> **Problem to work on**
Show every line of the data below that includes the word "DuplicateDetail".

(Collected data entries)
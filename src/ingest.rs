//! Batch ingestion into the Memory Store.
//!
//! [`IngestService`] is the store path behind `POST /store` and
//! `POST /check-hashes`. It is also called in-process by the scanning agent
//! when no HTTP hop is wanted. The request and response types double as the
//! JSON wire format.
//!
//! Per block, in input order:
//!
//! 1. Trim the content; empty blocks are skipped and counted as neither
//!    stored nor duplicate.
//! 2. Use the supplied hash, or fingerprint the trimmed content.
//! 3. If the store already holds the hash, report a duplicate carrying the
//!    existing record id.
//! 4. Otherwise build a record and append it.
//!
//! The response is assembled only after the whole batch has been processed.

use anyhow::{bail, Context, Result};
use serde::{Deserialize, Serialize};
use std::collections::BTreeMap;
use std::sync::Arc;

use mcp_memory_core::hash::content_hash;
use mcp_memory_core::models::Source;
use mcp_memory_core::record::build_record;

use crate::memory_store::{AppendOutcome, MemoryStore};

/// Characters of content echoed back in [`StoredEntry::preview`].
const PREVIEW_CHARS: usize = 100;

/// One block as submitted by a producer.
#[derive(Debug, Clone, Default, Serialize, Deserialize)]
#[serde(rename_all = "camelCase")]
pub struct BlockInput {
    pub content: String,
    #[serde(default, skip_serializing_if = "Option::is_none")]
    pub hash: Option<String>,
    /// Producer-side capture time; informational only.
    #[serde(default, skip_serializing_if = "Option::is_none")]
    pub timestamp: Option<String>,
    /// Producer-side word count; the store recomputes its own.
    #[serde(default, skip_serializing_if = "Option::is_none")]
    pub word_count: Option<usize>,
}

/// Batch provenance as submitted. Missing fields fall back to
/// [`Source::default`] values.
#[derive(Debug, Clone, Default, Serialize, Deserialize)]
#[serde(rename_all = "camelCase")]
pub struct SourceInput {
    #[serde(default, skip_serializing_if = "Option::is_none")]
    pub url: Option<String>,
    #[serde(default, skip_serializing_if = "Option::is_none")]
    pub title: Option<String>,
    #[serde(default, skip_serializing_if = "Option::is_none")]
    pub user_agent: Option<String>,
}

impl SourceInput {
    pub fn into_source(self) -> Source {
        let fallback = Source::default();
        Source {
            url: non_empty(self.url).unwrap_or(fallback.url),
            title: non_empty(self.title).unwrap_or(fallback.title),
            user_agent: non_empty(self.user_agent),
        }
    }
}

impl From<&Source> for SourceInput {
    fn from(source: &Source) -> Self {
        Self {
            url: Some(source.url.clone()),
            title: Some(source.title.clone()),
            user_agent: source.user_agent.clone(),
        }
    }
}

fn non_empty(value: Option<String>) -> Option<String> {
    value.filter(|v| !v.trim().is_empty())
}

/// Body of `POST /store`.
#[derive(Debug, Clone, Default, Serialize, Deserialize)]
pub struct StoreRequest {
    pub blocks: Vec<BlockInput>,
    #[serde(default)]
    pub metadata: SourceInput,
}

impl StoreRequest {
    /// Validate an untyped body before it reaches the store.
    pub fn from_json(body: serde_json::Value) -> Result<Self> {
        let Some(obj) = body.as_object() else {
            bail!("request body must be a JSON object");
        };
        match obj.get("blocks") {
            Some(serde_json::Value::Array(_)) => {}
            Some(_) => bail!("invalid request: blocks must be an array"),
            None => bail!("invalid request: blocks is required"),
        }
        if let Some(meta) = obj.get("metadata") {
            if !meta.is_object() && !meta.is_null() {
                bail!("invalid request: metadata must be an object");
            }
        }
        let mut body = body;
        if body.get("metadata").is_some_and(|m| m.is_null()) {
            if let Some(obj) = body.as_object_mut() {
                obj.remove("metadata");
            }
        }
        serde_json::from_value(body).context("invalid request")
    }
}

/// Body of `POST /check-hashes`.
#[derive(Debug, Clone, Default, Serialize, Deserialize)]
pub struct CheckHashesRequest {
    pub hashes: Vec<String>,
}

impl CheckHashesRequest {
    pub fn from_json(body: serde_json::Value) -> Result<Self> {
        match body.get("hashes") {
            Some(serde_json::Value::Array(items)) => {
                if !items.iter().all(|v| v.is_string()) {
                    bail!("invalid request: hashes must contain only strings");
                }
            }
            Some(_) => bail!("invalid request: hashes must be an array"),
            None => bail!("invalid request: hashes is required"),
        }
        serde_json::from_value(body).context("invalid request")
    }
}

#[derive(Debug, Clone, Copy, PartialEq, Eq, Serialize, Deserialize)]
#[serde(rename_all = "lowercase")]
pub enum BlockStatus {
    Stored,
    Duplicate,
    Skipped,
}

/// What happened to one input block.
#[derive(Debug, Clone, PartialEq, Eq, Serialize, Deserialize)]
pub struct BlockOutcome {
    pub index: usize,
    pub status: BlockStatus,
    #[serde(default, skip_serializing_if = "Option::is_none")]
    pub hash: Option<String>,
    /// New record id when stored, existing record id when duplicate.
    #[serde(default, skip_serializing_if = "Option::is_none")]
    pub id: Option<String>,
}

#[derive(Debug, Clone, PartialEq, Eq, Serialize, Deserialize)]
pub struct StoredEntry {
    pub id: String,
    pub preview: String,
}

#[derive(Debug, Clone, PartialEq, Eq, Serialize, Deserialize)]
#[serde(rename_all = "camelCase")]
pub struct DuplicateDetail {
    pub hash: String,
    pub existing_id: String,
}

/// Response of `POST /store`.
#[derive(Debug, Clone, Default, PartialEq, Eq, Serialize, Deserialize)]
#[serde(rename_all = "camelCase")]
pub struct StoreResponse {
    pub stored: usize,
    pub duplicates: usize,
    #[serde(default)]
    pub skipped: usize,
    pub total_records: usize,
    #[serde(default)]
    pub entries: Vec<StoredEntry>,
    #[serde(default)]
    pub duplicate_details: Vec<DuplicateDetail>,
    #[serde(default)]
    pub details: Vec<BlockOutcome>,
}

#[derive(Debug, Clone, Default, PartialEq, Eq, Serialize, Deserialize)]
pub struct HashSummary {
    pub total: usize,
    pub existing: usize,
    pub new: usize,
}

/// Response of `POST /check-hashes`.
#[derive(Debug, Clone, Default, PartialEq, Eq, Serialize, Deserialize)]
#[serde(rename_all = "camelCase")]
pub struct CheckHashesResponse {
    pub hash_status: BTreeMap<String, bool>,
    pub summary: HashSummary,
}

/// The store path shared by the HTTP endpoint and in-process producers.
#[derive(Clone)]
pub struct IngestService {
    store: Arc<MemoryStore>,
}

impl IngestService {
    pub fn new(store: Arc<MemoryStore>) -> Self {
        Self { store }
    }

    pub fn store(&self) -> &Arc<MemoryStore> {
        &self.store
    }

    /// Store every non-empty, non-duplicate block of a batch.
    ///
    /// A persistence failure aborts the batch with an error; blocks appended
    /// before the failure stay stored.
    pub async fn store_batch(&self, blocks: &[BlockInput], source: Source) -> Result<StoreResponse> {
        let mut response = StoreResponse::default();

        for (index, block) in blocks.iter().enumerate() {
            let content = block.content.trim();
            if content.is_empty() {
                response.skipped += 1;
                response.details.push(BlockOutcome {
                    index,
                    status: BlockStatus::Skipped,
                    hash: None,
                    id: None,
                });
                continue;
            }

            let hash = block
                .hash
                .as_deref()
                .map(str::trim)
                .filter(|h| !h.is_empty())
                .map(str::to_string)
                .unwrap_or_else(|| content_hash(content));

            if let Some(existing_id) = self.store.find_by_hash(&hash).await {
                response.record_duplicate(index, hash, existing_id);
                continue;
            }

            let record = build_record(content, source.clone(), Some(&hash));
            let id = record.id.clone();
            match self.store.append(record).await? {
                AppendOutcome::Accepted => {
                    response.stored += 1;
                    response.entries.push(StoredEntry {
                        id: id.clone(),
                        preview: preview(content),
                    });
                    response.details.push(BlockOutcome {
                        index,
                        status: BlockStatus::Stored,
                        hash: Some(hash),
                        id: Some(id),
                    });
                }
                // Another writer stored the same hash between the check and the append.
                AppendOutcome::Duplicate { existing_id } => {
                    response.record_duplicate(index, hash, existing_id);
                }
            }
        }

        response.total_records = self.store.len().await;
        tracing::info!(
            url = %source.url,
            stored = response.stored,
            duplicates = response.duplicates,
            skipped = response.skipped,
            total = response.total_records,
            "batch ingested"
        );
        Ok(response)
    }

    /// Report which of `hashes` the store already holds.
    ///
    /// Uses the same lookup as [`store_batch`](Self::store_batch), so a hash
    /// reported as existing is rejected as a duplicate if sent anyway.
    pub async fn check_hashes(&self, hashes: &[String]) -> CheckHashesResponse {
        let mut hash_status = BTreeMap::new();
        for hash in hashes {
            if hash_status.contains_key(hash) {
                continue;
            }
            let exists = self.store.hash_exists(hash).await;
            hash_status.insert(hash.clone(), exists);
        }

        let existing = hash_status.values().filter(|e| **e).count();
        let total = hash_status.len();
        CheckHashesResponse {
            hash_status,
            summary: HashSummary {
                total,
                existing,
                new: total - existing,
            },
        }
    }
}

impl StoreResponse {
    fn record_duplicate(&mut self, index: usize, hash: String, existing_id: String) {
        self.duplicates += 1;
        self.duplicate_details.push(DuplicateDetail {
            hash: hash.clone(),
            existing_id: existing_id.clone(),
        });
        self.details.push(BlockOutcome {
            index,
            status: BlockStatus::Duplicate,
            hash: Some(hash),
            id: Some(existing_id),
        });
    }
}

fn preview(content: &str) -> String {
    let mut chars = content.chars();
    let head: String = chars.by_ref().take(PREVIEW_CHARS).collect();
    if chars.next().is_some() {
        format!("{}...", head)
    } else {
        head
    }
}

> **Response to the task**
pub struct DuplicateDetail {
    pub duplicate_details: Vec<DuplicateDetail>,
        self.duplicate_details.push(DuplicateDetail {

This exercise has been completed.